US fast-food chains are raising prices to offset paying more for shipping, labour, and commodities like beef and coffee.

A sign advertising the soy based Impossible Whoppe
In the United States, record inflation levels and staffing disruptions due to the Omicron variant of the coronavirus have dulled profits at some fast-food restaurants [File: Shannon Stapleton/Reuters]

Burger King parent company Restaurant Brands International Inc said on Tuesday that it stripped its most famous sandwich, the Whopper, from discount menus and will raise menu prices again this year to offset higher costs.

United States-listed shares of the company rose more than 3 percent after it topped results estimates for the fourth quarter ended December 31, led by soaring online sales and better-than-expected same-store sales growth at Burger King in the US and Tim Hortons in Canada.

Restaurant chains are raising prices because they are paying higher costs for shipping, labour, and commodities including chicken, coffee and cooking oils amid COVID-19 related disruptions.

The record inflation levels and staffing disruptions due to the Omicron variant of the coronavirus dulled profits at McDonald’s Corp and coffeehouse chain Starbucks Corp.

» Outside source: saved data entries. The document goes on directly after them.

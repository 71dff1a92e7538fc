//! OpenWeatherMap connector.
//!
//! Fetches current conditions over the shared `HttpClient` transport and
//! flattens the response into [`WeatherReport`]. Single attempt per call;
//! the environmental screen polls, so a failed read simply surfaces.

use std::sync::Arc;
use std::time::Duration;
use tracing::{debug, info, instrument};
use url::Url;

use bridge_traits::http::{HttpClient, HttpMethod, HttpRequest};

use crate::error::{Result, WeatherError};
use crate::types::{CurrentWeatherResponse, WeatherReport};

/// OpenWeatherMap current-weather API base URL.
pub const OWM_BASE_URL: &str = "https://api.openweathermap.org/data/2.5";

/// Icon asset host.
const ICON_BASE_URL: &str = "https://openweathermap.org/img/wn";

/// Connector configuration.
#[derive(Debug, Clone)]
pub struct WeatherConfig {
    pub base_url: String,
    pub api_key: String,
    /// Unit system passed through to the API; metric yields °C and m/s.
    pub units: String,
}

impl WeatherConfig {
    pub fn new(api_key: impl Into<String>) -> Self {
        Self {
            base_url: OWM_BASE_URL.to_string(),
            api_key: api_key.into(),
            units: "metric".to_string(),
        }
    }

    pub fn with_base_url(mut self, base_url: impl Into<String>) -> Self {
        self.base_url = base_url.into();
        self
    }
}

/// Current-conditions client for OpenWeatherMap.
pub struct WeatherService {
    http_client: Arc<dyn HttpClient>,
    config: WeatherConfig,
}

impl WeatherService {
    pub fn new(http_client: Arc<dyn HttpClient>, config: WeatherConfig) -> Self {
        Self {
            http_client,
            config,
        }
    }

    /// Current conditions for a city by name.
    #[instrument(skip(self))]
    pub async fn current_by_city(&self, city: &str) -> Result<WeatherReport> {
        info!(city = city, "Fetching current weather");
        let url = self.weather_url(&[("q", city)])?;
        self.fetch(url).await
    }

    /// Current conditions at coordinates.
    #[instrument(skip(self))]
    pub async fn current_by_coordinates(
        &self,
        latitude: f64,
        longitude: f64,
    ) -> Result<WeatherReport> {
        info!("Fetching current weather by coordinates");
        let url = self.weather_url(&[
            ("lat", &latitude.to_string()),
            ("lon", &longitude.to_string()),
        ])?;
        self.fetch(url).await
    }

    fn weather_url(&self, params: &[(&str, &str)]) -> Result<String> {
        let mut url = Url::parse(&format!("{}/weather", self.config.base_url))
            .map_err(|e| WeatherError::Parse(format!("invalid base URL: {}", e)))?;

        {
            let mut pairs = url.query_pairs_mut();
            for (key, value) in params {
                pairs.append_pair(key, value);
            }
            pairs.append_pair("appid", &self.config.api_key);
            pairs.append_pair("units", &self.config.units);
        }

        Ok(url.into())
    }

    async fn fetch(&self, url: String) -> Result<WeatherReport> {
        let request = HttpRequest::new(HttpMethod::Get, url)
            .header("Accept", "application/json")
            .timeout(Duration::from_secs(10));

        let response = self
            .http_client
            .execute(request)
            .await
            .map_err(|e| WeatherError::Unreachable(e.to_string()))?;

        match response.status {
            200 => {
                let parsed: CurrentWeatherResponse = response
                    .json()
                    .map_err(|e| WeatherError::Parse(e.to_string()))?;
                debug!(location = %parsed.name, "Weather response received");
                Ok(Self::flatten(parsed))
            }
            404 => Err(WeatherError::LocationNotFound),
            status => Err(WeatherError::RequestFailed {
                status,
                message: response.text().unwrap_or_default(),
            }),
        }
    }

    fn flatten(raw: CurrentWeatherResponse) -> WeatherReport {
        let condition = raw.weather.into_iter().next();
        let (description, icon) = match condition {
            Some(c) => (c.description, c.icon),
            None => (String::new(), String::new()),
        };

        WeatherReport {
            temperature: raw.main.temp,
            feels_like: raw.main.feels_like,
            humidity: raw.main.humidity,
            pressure: raw.main.pressure,
            wind_speed: raw.wind.speed,
            description,
            icon_url: format!("{}/{}@2x.png", ICON_BASE_URL, icon),
            location: raw.name,
            sunrise: raw.sys.sunrise,
            sunset: raw.sys.sunset,
        }
    }
}
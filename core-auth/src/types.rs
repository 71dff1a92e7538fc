//! Session and credential types for the auth orchestrator.

use serde::{Deserialize, Serialize};
use std::fmt;

use core_api::UserProfile;

/// Sentinel token carried by offline sessions. It is never sent to the
/// server as a real bearer credential.
pub const OFFLINE_TOKEN: &str = "offline_token";

/// Built-in always-available account: email.
pub const DEFAULT_ACCOUNT_EMAIL: &str = "user@leafguard.com";

/// Built-in always-available account: password.
pub const DEFAULT_ACCOUNT_PASSWORD: &str = "password";

/// The fixed profile used when signing in with the built-in account.
pub fn default_account_profile() -> UserProfile {
    UserProfile {
        id: "offline_user".to_string(),
        name: "Default User".to_string(),
        email: DEFAULT_ACCOUNT_EMAIL.to_string(),
        role: "user".to_string(),
        is_subscribed: false,
        remaining_free_scans: 3,
    }
}

/// How a session was established.
#[derive(Debug, Clone, Copy, PartialEq, Eq, Serialize, Deserialize)]
pub enum SessionKind {
    /// Token was issued by the server during this app run.
    Online,
    /// Session came from the built-in account or the cached offline pair.
    Offline,
}

/// An established user session.
///
/// Invariant: `token` and `profile` are always both present. Offline
/// sessions carry the [`OFFLINE_TOKEN`] sentinel instead of a server-issued
/// bearer token.
#[derive(Clone, PartialEq, Eq)]
pub struct Session {
    pub profile: UserProfile,
    pub token: String,
    pub kind: SessionKind,
}

impl Session {
    pub fn online(profile: UserProfile, token: String) -> Self {
        Self {
            profile,
            token,
            kind: SessionKind::Online,
        }
    }

    pub fn offline(profile: UserProfile) -> Self {
        Self {
            profile,
            token: OFFLINE_TOKEN.to_string(),
            kind: SessionKind::Offline,
        }
    }

    pub fn is_offline(&self) -> bool {
        self.kind == SessionKind::Offline
    }
}

// The token must never leak through Debug output.
impl fmt::Debug for Session {
    fn fmt(&self, f: &mut fmt::Formatter<'_>) -> fmt::Result {
        f.debug_struct("Session")
            .field("profile", &self.profile)
            .field("token", &"[REDACTED]")
            .field("kind", &self.kind)
            .finish()
    }
}

/// Credentials remembered after a successful online login, authorizing a
/// later offline login with the same pair.
#[derive(Clone, PartialEq, Eq, Serialize, Deserialize)]
pub struct OfflineCredentials {
    pub email: String,
    pub password: String,
}

impl OfflineCredentials {
    pub fn new(email: impl Into<String>, password: impl Into<String>) -> Self {
        Self {
            email: email.into(),
            password: password.into(),
        }
    }

    /// Whether the given pair matches the remembered one.
    pub fn matches(&self, email: &str, password: &str) -> bool {
        self.email == email && self.password == password
    }
}

// Never expose the password through Debug output.
impl fmt::Debug for OfflineCredentials {
    fn fmt(&self, f: &mut fmt::Formatter<'_>) -> fmt::Result {
        f.debug_struct("OfflineCredentials")
            .field("email", &self.email)
            .field("password", &"[REDACTED]")
            .finish()
    }
}

/// Authentication state of the orchestrator.
///
/// # State Transitions
///
/// ```text
/// SignedOut -> SigningIn -> SignedIn
///                  |
///                  +------> SignedInOffline
/// ```
#[derive(Debug, Clone, Copy, PartialEq, Eq, Serialize, Deserialize, Default)]
pub enum AuthState {
    /// No session exists
    #[default]
    SignedOut,
    /// A login or registration attempt is in flight
    SigningIn,
    /// Authenticated against the server
    SignedIn,
    /// Authenticated through an offline fallback path
    SignedInOffline,
}

impl AuthState {
    /// Whether a session exists (online or offline).
    pub fn is_authenticated(&self) -> bool {
        matches!(self, AuthState::SignedIn | AuthState::SignedInOffline)
    }

    /// Whether a sign-in attempt is in flight.
    pub fn is_in_progress(&self) -> bool {
        matches!(self, AuthState::SigningIn)
    }
}

impl fmt::Display for AuthState {
    fn fmt(&self, f: &mut fmt::Formatter<'_>) -> fmt::Result {
        match self {
            AuthState::SignedOut => write!(f, "Signed Out"),
            AuthState::SigningIn => write!(f, "Signing In..."),
            AuthState::SignedIn => write!(f, "Signed In"),
            AuthState::SignedInOffline => write!(f, "Signed In (Offline)"),
        }
    }
}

Burger King’s Whopper – made from a quarter pound of grilled beef – is an “iconic” product that has “been on this core discount platform for too long”, Restaurant Brands Chief Executive Officer Jose Cil told Reuters news agency in an interview.

The chain, which often caters to lower-income customers, removed the item from its two-for-$5 deal but could offer limited discounts on the burger in the future.

Burger King also said it would stop selling some less popular menu items altogether, including sundaes, whipped toppings and chocolate milk.

Cil declined to provide timelines for overall price hikes in 2022.

Toronto, Ontario-based Restaurant Brands reported total revenue of $1.55bn, above estimates of $1.52bn.

But US comparable sales fell at Popeyes, in part because some locations have had to reduce operations by an average of one hour due to staffing shortages.

Popeyes’ sales had been soaring even through much of the coronavirus pandemic after the 2019 launch of its fried chicken sandwich, which was so popular that most rivals – including McDonald’s and Yum! Brands Inc – introduced their own similar products.

Restaurant Brands reported per-share earnings of 74 cents in the fourth quarter, topping Refinitiv estimates of 69 cents.